Role of excited-state hydrogen detachment and hydrogen-transfer processes for the excited-state deactivation of an aromatic dipeptide: N-acetyl tryptophan methyl amide.

The excited-state electronic potential-energy surfaces of the three conformers of the capped dipeptide N-acetyl tryptophan methyl amide (NATMA), for which UV and IR spectra have been reported by Dian et al. [J. Chem. Phys., 2003, 118, 2696], have been explored with ab initio electronic-structure methods. The results provide insight into the nonadiabatic electronic coupling mechanisms which are responsible for the pronounced and conformer-specific perturbations of the spectra, such as broad and congested UV spectra as well as the deletion of certain fundamentals in the IR spectrum of the S(1) state.
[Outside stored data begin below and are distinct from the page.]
//! The instruction set architecture surface.
//!
//! The [`Isa`] factory is the only sanctioned way for user code to
//! produce instructions. Each builder checks the symbol's descriptor
//! (class and parameter count) before constructing, so the factory
//! never emits a value that would fail the well-formedness rules for
//! structural reasons.

use crate::error::{IrError, IrResult};
use crate::instruction::{Instruction, Kind};
use crate::qubit::QubitId;
use crate::symbol::{Symbol, SymbolClass};

/// The instruction set architecture: every operation the hardware
/// accepts from user programs, keyed by symbol and built through a
/// descriptor-checked builder.
#[derive(Debug, Clone)]
pub struct Isa {
    name: String,
}

impl Isa {
    /// Create a named ISA handle.
    pub fn new(name: impl Into<String>) -> Self {
        Self { name: name.into() }
    }

    /// Name of this ISA.
    pub fn name(&self) -> &str {
        &self.name
    }

    /// Build a fixed single-qubit gate (x, y, z, h, s, sdg, t, tdg).
    pub fn single(&self, symbol: Symbol, target: impl Into<QubitId>) -> IrResult<Instruction> {
        self.expect_class(symbol, SymbolClass::SingleFixed)?;
        Ok(Instruction::single(symbol, target.into()))
    }

    /// Build a parametric single-qubit gate (p, rx, ry, rz, phase, u2, u3).
    pub fn single_param(
        &self,
        symbol: Symbol,
        target: impl Into<QubitId>,
        params: Vec<f64>,
    ) -> IrResult<Instruction> {
        self.expect_class(symbol, SymbolClass::SingleParam)?;
        self.expect_params(symbol, &params)?;
        Ok(Instruction::single(symbol, target.into()).with_params(params))
    }

    /// Build a fixed controlled gate (cx, cy, cz, ch).
    pub fn controlled(
        &self,
        symbol: Symbol,
        control: impl Into<QubitId>,
        target: impl Into<QubitId>,
    ) -> IrResult<Instruction> {
        self.expect_class(symbol, SymbolClass::ControlledFixed)?;
        Ok(Instruction::controlled(symbol, control.into(), target.into()))
    }

    /// Build a parametric controlled gate (cp, crx, cry, crz, cphase, cu).
    pub fn controlled_param(
        &self,
        symbol: Symbol,
        control: impl Into<QubitId>,
        target: impl Into<QubitId>,
        params: Vec<f64>,
    ) -> IrResult<Instruction> {
        self.expect_class(symbol, SymbolClass::ControlledParam)?;
        self.expect_params(symbol, &params)?;
        Ok(Instruction::controlled(symbol, control.into(), target.into()).with_params(params))
    }

    /// Build a hardware characterization primitive.
    ///
    /// Test instructions carry their shot count from construction and
    /// are typed [`Kind::Test`] immediately.
    pub fn test(
        &self,
        symbol: Symbol,
        targets: Vec<QubitId>,
        params: Option<Vec<f64>>,
        shots: u32,
    ) -> IrResult<Instruction> {
        self.expect_class(symbol, SymbolClass::Test)?;
        let mut instr = Instruction::new(symbol, targets, vec![]).with_shots(shots);
        instr.params = params;
        instr.kind = Kind::Test;
        Ok(instr)
    }

    /// Build a SWAP.
    ///
    /// SWAP is symmetric by convention but stored with `a` in controls
    /// and `b` in targets to keep the two-operand contract uniform
    /// across routing.
    pub fn swap(&self, a: impl Into<QubitId>, b: impl Into<QubitId>) -> Instruction {
        let mut instr = Instruction::new(Symbol::Swap, vec![b.into()], vec![a.into()]);
        instr.is_controlled = false;
        instr
    }

    /// Build a NOP over the given targets.
    ///
    /// NOPs are fungible: they stay delayed so any context accepts them.
    pub fn nop(&self, targets: Vec<QubitId>) -> Instruction {
        Instruction::new(Symbol::Nop, targets, vec![])
    }

    /// Measure one or more qubits. Measurement modifies the state and
    /// is only meaningful inside a circuit, so it is typed directly.
    pub fn measure(&self, targets: Vec<QubitId>) -> Instruction {
        let mut instr = Instruction::new(Symbol::Measure, targets, vec![]).modifying();
        instr.kind = Kind::Circuit;
        instr
    }

    /// Reset one or more qubits. Resets are meaningful both inside and
    /// outside circuits, so they stay delayed.
    pub fn reset(&self, targets: Vec<QubitId>) -> Instruction {
        Instruction::new(Symbol::Reset, targets, vec![]).modifying()
    }

    /// Change the fidelity tolerance the backend applies when deciding
    /// whether the available qubits still form a functional QPU.
    pub fn ftol(&self, threshold: f64) -> Instruction {
        let mut instr = Instruction::new(Symbol::Ftol, vec![], vec![])
            .with_params(vec![threshold])
            .modifying();
        instr.kind = Kind::QpuState;
        instr
    }

    fn expect_class(&self, symbol: Symbol, class: SymbolClass) -> IrResult<()> {
        let descriptor = symbol.descriptor();
        if descriptor.class != class {
            return Err(IrError::MalformedInstruction {
                symbol,
                cause: format!("symbol does not admit builder class {class:?}"),
            });
        }
        Ok(())
    }

    fn expect_params(&self, symbol: Symbol, params: &[f64]) -> IrResult<()> {
        let expected = symbol.descriptor().param_count;
        if params.len() != expected {
            return Err(IrError::MalformedInstruction {
                symbol,
                cause: format!("expected {expected} parameters, got {}", params.len()),
            });
        }
        Ok(())
    }
}
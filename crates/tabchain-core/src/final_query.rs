//! Final query stage
//!
//! One Generator call over the transformed table, the group and sort side
//! facts and the original statement. Answers are normalized before they
//! are tallied.

use crate::config::{ChainConfig, VerdictStrategy};
use crate::confidence::{rank_descending, ConfidenceTally, Ranked};
use crate::error::GeneratorError;
use crate::generator::Generator;
use crate::prompts::{table_block, FINAL_QUERY_DEMO, FINAL_QUERY_INSTRUCTION, FULL_TABLE_ROWS};
use crate::table::TableSnapshot;
use crate::types::Task;
use serde::{Deserialize, Serialize};
use std::fmt;

/// Verdict on a statement
#[derive(Debug, Clone, PartialEq, Eq, Hash, Serialize, Deserialize)]
#[serde(rename_all = "snake_case")]
pub enum Verdict {
    /// Entailed
    Yes,
    /// Refuted
    No,
    /// Anything else the backend said
    Other(String),
}

impl Verdict {
    /// Verdict of a normalized answer
    #[must_use]
    pub fn from_answer(answer: &str) -> Self {
        match answer {
            "yes" => Self::Yes,
            "no" => Self::No,
            other => Self::Other(other.to_string()),
        }
    }

    /// Agreement with a label where 1 means entailed and 0 refuted
    #[must_use]
    pub fn matches_label(&self, label: u8) -> bool {
        matches!((self, label), (Self::Yes, 1) | (Self::No, 0))
    }
}

impl fmt::Display for Verdict {
    fn fmt(&self, f: &mut fmt::Formatter<'_>) -> fmt::Result {
        match self {
            Self::Yes => f.write_str("yes"),
            Self::No => f.write_str("no"),
            Self::Other(answer) => write!(f, "other({answer})"),
        }
    }
}

/// Ranked answers and the verdict drawn from them
#[derive(Debug, Clone, PartialEq, Serialize, Deserialize)]
pub struct FinalAnswer {
    /// Normalized answers, confidence summed per answer
    pub answers: Vec<Ranked<String>>,
    /// Verdict
    pub verdict: Verdict,
}

/// Trim, case-fold and alias `true`/`false` to `yes`/`no`
#[must_use]
pub fn normalize_answer(text: &str) -> String {
    let answer = text.trim().to_lowercase();
    match answer.as_str() {
        "true" => "yes".to_string(),
        "false" => "no".to_string(),
        _ => answer,
    }
}

/// Final query prompt
#[must_use]
pub fn build_prompt(task: &Task, snapshot: &TableSnapshot, with_demos: bool) -> String {
    let mut prompt = String::from(FINAL_QUERY_INSTRUCTION);
    if with_demos {
        prompt.push('\n');
        prompt.push_str(FINAL_QUERY_DEMO);
        prompt.push_str("\n\n");
        prompt.push_str(FINAL_QUERY_INSTRUCTION);
        prompt.push('\n');
    }
    prompt.push_str(&table_block(&snapshot.linearize(task.caption.as_deref(), FULL_TABLE_ROWS)));

    if let Some(facts) = snapshot.group_facts() {
        prompt.push_str("/*\n");
        prompt.push_str(&format!("Group the rows according to column: {}.\n", facts.column));
        prompt.push_str(&format!("Group ID | {} | Count\n", facts.column));
        for (idx, (value, count)) in facts.groups.iter().enumerate() {
            let value = if value.trim().is_empty() { "[Empty Cell]" } else { value };
            prompt.push_str(&format!("Group {} | {} | {}\n", idx + 1, value, count));
        }
        prompt.push_str("*/\n");
    }
    if let Some(facts) = snapshot.sort_facts() {
        prompt.push_str(&format!(
            "/*\nSort the rows according to column: {}. Max value: {}. Min value: {}.\n*/\n",
            facts.column, facts.max, facts.min
        ));
    }

    prompt.push_str("Statement: ");
    prompt.push_str(&task.statement);
    prompt.push_str("\nThe answer is:");
    prompt
}

/// Ask for the verdict on the transformed table
///
/// # Errors
/// Propagates Generator failures.
pub async fn query(
    generator: &dyn Generator,
    task: &Task,
    snapshot: &TableSnapshot,
    config: &ChainConfig,
) -> Result<FinalAnswer, GeneratorError> {
    let prompt = build_prompt(task, snapshot, config.final_query_demos);
    let completions = generator.complete(&prompt, &config.final_query).await?;

    let mut singles: Vec<Ranked<String>> = completions
        .iter()
        .map(|c| Ranked::new(normalize_answer(&c.text), c.confidence()))
        .collect();
    let mut tally = ConfidenceTally::new();
    for single in &singles {
        tally.add_confidence(single.value.clone(), single.confidence);
    }
    let answers = tally.into_ranked();

    let verdict = match config.verdict_strategy {
        VerdictStrategy::Top => {
            rank_descending(&mut singles);
            singles.first().map(|s| s.value.as_str())
        }
        VerdictStrategy::Weighted => answers.first().map(|a| a.value.as_str()),
    }
    .map_or_else(|| Verdict::Other(String::new()), Verdict::from_answer);

    Ok(FinalAnswer { answers, verdict })
}

#[cfg(test)]
mod tests {
    use super::*;
    use crate::generator::{Completion, GenerationOptions};
    use crate::table::{GroupFacts, TraceEntry};
    use crate::types::RawTable;
    use async_trait::async_trait;

    struct Answers(Vec<(&'static str, f64)>);

    #[async_trait]
    impl Generator for Answers {
        async fn complete(
            &self,
            _prompt: &str,
            _options: &GenerationOptions,
        ) -> Result<Vec<Completion>, GeneratorError> {
            Ok(self.0.iter().map(|(t, s)| Completion::new(*t, *s)).collect())
        }
    }

    fn task() -> Task {
        Task::new(
            "t",
            RawTable::new(vec!["party".into()], vec![vec!["dem".into()], vec![String::new()]]),
            "dem won once",
        )
        .with_caption("elections")
    }

    #[test]
    fn normalizes_aliases() {
        assert_eq!(normalize_answer(" TRUE "), "yes");
        assert_eq!(normalize_answer("False"), "no");
        assert_eq!(normalize_answer("YES"), "yes");
    }

    #[test]
    fn prompt_renders_group_table_with_empty_cells() {
        let task = task();
        let snapshot = task.initial_snapshot().unwrap().with_group_facts(
            GroupFacts {
                column: "party".into(),
                groups: vec![("dem".into(), 1), (String::new(), 1)],
            },
            TraceEntry::kept(crate::state_machine::Operation::GroupColumn, "party"),
        );
        let prompt = build_prompt(&task, &snapshot, false);
        assert!(prompt.starts_with(FINAL_QUERY_INSTRUCTION));
        assert!(prompt.contains("table caption : elections\n"));
        assert!(prompt.contains("Group ID | party | Count\nGroup 1 | dem | 1\nGroup 2 | [Empty Cell] | 1\n*/\n"));
        assert!(prompt.ends_with("Statement: dem won once\nThe answer is:"));
    }

    #[tokio::test]
    async fn weighted_and_top_can_disagree() {
        let generator = Answers(vec![("YES", (0.5f64).ln()), ("no", (0.3f64).ln()), ("False", (0.3f64).ln())]);
        let task = task();
        let snapshot = task.initial_snapshot().unwrap();

        let top = query(&generator, &task, &snapshot, &ChainConfig::default()).await.unwrap();
        assert_eq!(top.verdict, Verdict::Yes);
        assert_eq!(top.answers[0].value, "no");

        let config = ChainConfig::default().with_verdict_strategy(VerdictStrategy::Weighted);
        let weighted = query(&generator, &task, &snapshot, &config).await.unwrap();
        assert_eq!(weighted.verdict, Verdict::No);
    }

    #[test]
    fn verdict_label_agreement() {
        assert!(Verdict::Yes.matches_label(1));
        assert!(!Verdict::Yes.matches_label(0));
        assert!(!Verdict::Other("maybe".into()).matches_label(1));
    }
}
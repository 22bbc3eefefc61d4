//! Select-row operation
//!
//! Candidates are sets of 1-based row ids or the wildcard. The top
//! candidate sets are unioned; a wildcard or an empty result keeps the
//! table as it is and records a skip.

use super::{first_capture, top_k, ProposeContext, TableOperation};
use crate::config::ApplyPolicy;
use crate::confidence::{ConfidenceTally, Ranked};
use crate::error::GeneratorError;
use crate::generator::Generator;
use crate::prompts::select_row_prompt;
use crate::state_machine::Operation;
use crate::table::{TableSnapshot, TraceEntry};
use async_trait::async_trait;
use once_cell::sync::Lazy;
use regex::Regex;
use serde::{Deserialize, Serialize};
use std::collections::BTreeSet;
use tracing::debug;

static ROW_CALL: Lazy<Regex> =
    Lazy::new(|| Regex::new(r"(?s)f_row\(\[(.*?)\]\)").expect("static pattern"));

/// Rows named by one completion
#[derive(Debug, Clone, Default, PartialEq, Eq, Hash, Serialize, Deserialize)]
pub struct RowSelection {
    /// `*` was among the ids
    pub wildcard: bool,
    /// 1-based row ids
    pub rows: BTreeSet<usize>,
}

impl RowSelection {
    /// Parse the argument list of `f_row([...])`
    ///
    /// Each comma-separated item contributes its last word, so `row 5` and
    /// `5` both name row 5. Items that are neither a number nor `*` are
    /// ignored.
    #[must_use]
    pub fn parse_args(args: &str) -> Self {
        let mut selection = Self::default();
        for item in args.split(", ") {
            let id = item.trim().rsplit(' ').next().unwrap_or_default();
            if id == "*" {
                selection.wildcard = true;
            } else if let Ok(row) = id.parse::<usize>() {
                selection.rows.insert(row);
            }
        }
        selection
    }

    /// Union of several selections
    #[must_use]
    pub fn union<'a>(selections: impl IntoIterator<Item = &'a RowSelection>) -> Self {
        selections.into_iter().fold(Self::default(), |mut acc, s| {
            acc.wildcard |= s.wildcard;
            acc.rows.extend(s.rows.iter().copied());
            acc
        })
    }
}

/// Select-row operation
#[derive(Debug, Clone, Copy, Default)]
pub struct SelectRow;

#[async_trait]
impl TableOperation for SelectRow {
    type Candidate = RowSelection;

    fn operation(&self) -> Operation {
        Operation::SelectRow
    }

    async fn propose(
        &self,
        generator: &dyn Generator,
        ctx: &ProposeContext<'_>,
    ) -> Result<Vec<Ranked<RowSelection>>, GeneratorError> {
        let prompt = select_row_prompt(ctx.snapshot, ctx.caption(), &ctx.task.statement);
        let completions = generator.complete(&prompt, ctx.options).await?;

        let mut tally = ConfidenceTally::new();
        for completion in &completions {
            if let Some(args) = first_capture(&ROW_CALL, &completion.text) {
                tally.add(RowSelection::parse_args(args), completion.log_score);
            }
        }
        debug!(
            "select_row parsed {} distinct selections from {} completions",
            tally.len(),
            completions.len()
        );
        Ok(tally.into_ranked())
    }

    fn apply(
        &self,
        snapshot: &TableSnapshot,
        candidates: &[Ranked<RowSelection>],
        policy: &ApplyPolicy,
    ) -> TableSnapshot {
        if candidates.is_empty() {
            return snapshot.skipped(Operation::SelectRow);
        }
        let union = RowSelection::union(top_k(candidates, policy.union_top_k));
        if union.wildcard {
            debug!("select_row union contains wildcard");
            return snapshot.skipped(Operation::SelectRow);
        }

        let kept: Vec<usize> = (0..snapshot.row_count())
            .filter(|idx| union.rows.contains(&(idx + 1)))
            .collect();
        if kept.is_empty() {
            debug!("select_row union names no existing row");
            return snapshot.skipped(Operation::SelectRow);
        }

        let display: Vec<String> = (1..=kept.len()).map(|n| format!("row {n}")).collect();
        let audit: Vec<String> = kept.iter().map(|idx| format!("row {idx}")).collect();
        let entry = TraceEntry::kept(Operation::SelectRow, display.join(", ")).with_audit(audit.join(", "));
        snapshot.with_rows(&kept, entry)
    }
}

#[cfg(test)]
mod tests {
    use super::*;
    use pretty_assertions::assert_eq;

    fn table() -> TableSnapshot {
        TableSnapshot::new(
            vec!["team".into(), "score".into()],
            (1..=5)
                .map(|i| vec![format!("team {i}"), (i * 10).to_string()])
                .collect(),
        )
        .unwrap()
    }

    fn ranked(args: &str, confidence: f64) -> Ranked<RowSelection> {
        Ranked::new(RowSelection::parse_args(args), confidence)
    }

    #[test]
    fn parse_takes_last_word() {
        let selection = RowSelection::parse_args("row 5, row 1, 3, junk");
        assert!(!selection.wildcard);
        assert_eq!(selection.rows.into_iter().collect::<Vec<_>>(), vec![1, 3, 5]);
        assert!(RowSelection::parse_args("*").wildcard);
    }

    #[test]
    fn unions_top_two_in_original_order() {
        let candidates = vec![ranked("row 4", 2.0), ranked("row 2", 1.0), ranked("row 1", 0.5)];
        let next = SelectRow.apply(&table(), &candidates, &ApplyPolicy::default());

        assert_eq!(next.rows()[0][0], "team 2");
        assert_eq!(next.rows()[1][0], "team 4");
        assert_eq!(next.row_count(), 2);
        let entry = &next.trace()[0];
        assert_eq!(entry.to_string(), "f_select_row(row 1, row 2)");
        assert_eq!(entry.audit(), "f_select_row(row 1, row 3)");
    }

    #[test]
    fn wildcard_in_union_is_skip() {
        let candidates = vec![ranked("row 1", 2.0), ranked("*", 1.0)];
        let base = table();
        let next = SelectRow.apply(&base, &candidates, &ApplyPolicy::default());
        assert_eq!(next.rows(), base.rows());
        assert_eq!(next.trace()[0].to_string(), "skip f_select_row()");
    }

    #[test]
    fn out_of_range_rows_never_empty_the_table() {
        let candidates = vec![ranked("row 9, row 0", 1.0)];
        let base = table();
        let next = SelectRow.apply(&base, &candidates, &ApplyPolicy::default());
        assert_eq!(next.row_count(), base.row_count());
        assert!(next.trace()[0].skipped);
    }

    #[test]
    fn third_candidate_is_not_unioned() {
        let candidates = vec![ranked("row 1", 3.0), ranked("row 2", 2.0), ranked("row 3", 1.0)];
        let next = SelectRow.apply(&table(), &candidates, &ApplyPolicy::default());
        assert_eq!(next.row_count(), 2);
    }
}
It is shown that the photophysical dynamics of NATMA is governed by at least five excited singlet electronic states: the two spectroscopic (1)L(b) and (1)L(a) states and the dissociative (1)pisigma* state of the indole chromophore, as well as a locally-excited state and a charge-transfer state of the peptide backbone. For the conformer NATMA C, which exhibits a gamma-turn of the backbone, a potentially very efficient excited-state deactivation mechanism to the electronic ground state via three conical intersections has been revealed. The results confirm the important role of hydrogen bonds for rapid excited-state deactivation of peptides, which enhances their photostability.